Image copyright EPA Image caption The activists were found guilty of disrupting assembly after demanding a vote on universal suffrage
A Hong Kong court has found two pro-democracy activists guilty of disrupting a government event over their opposition to China’s rule in the territory.
John Cheung and Joshua Wong, both 20, were arrested in June last year after heckling the city’s then chief executive over plans to allow greater control over the way people choose their leaders.
In November, the government urged the men to drop the case, saying it should serve as a warning for others.
Hong Kong was handed back to China by Britain in 1997.
The pair were found guilty of engaging in unlawful assembly and fined $HK22,000 ($2,200) each.
The two, who were cleared of one other charge of public nuisance, said they would appeal the verdicts.

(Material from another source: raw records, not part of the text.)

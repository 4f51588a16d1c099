use super::super::traits::SqlGenerator;

pub struct SqliteGenerator;

impl SqlGenerator for SqliteGenerator {
    fn name(&self) -> &'static str {
        "SQLite"
    }

    fn quote_identifier(&self, id: &str) -> String {
        format!("\"{}\"", id.replace('"', "\"\""))
    }

    fn placeholder(&self, _index: usize) -> String {
        "?".to_string()
    }

    fn limit_offset(&self, limit: Option<u64>, offset: Option<u64>) -> String {
        let mut sql = String::new();
        match (limit, offset) {
            (Some(n), _) => sql.push_str(&format!(" LIMIT {}", n)),
            (None, Some(_)) => sql.push_str(" LIMIT -1"),
            (None, None) => {}
        }
        if let Some(n) = offset {
            sql.push_str(&format!(" OFFSET {}", n));
        }
        sql
    }
}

Mr Cheung said the verdicts marked a turning point for Hong Kong.
“It is a signal that the ‘one country, two systems’ formula, the backbones of Hong Kong independence, is going to change,” he said.
The Court of Final Appeal said the activists were “misused for political purposes” by their “cult leaders”.
Mr Cheung accused supporters of backing him and Mr Wong with money.
Mr Wong, who climbed to the roof of the Civic Square in central Hong Kong to interrupt a government event, said he would be “moving out of Hong Kong at any moment”, despite calling on the government to drop the case.
He and Mr Cheung are members of Hong Kong Federation of Students, one of the activist groups which led last year’s “Umbrella Movement” protests which blocked the streets of the city in a bid to demand full democracy.
They will be sentenced on 19 January.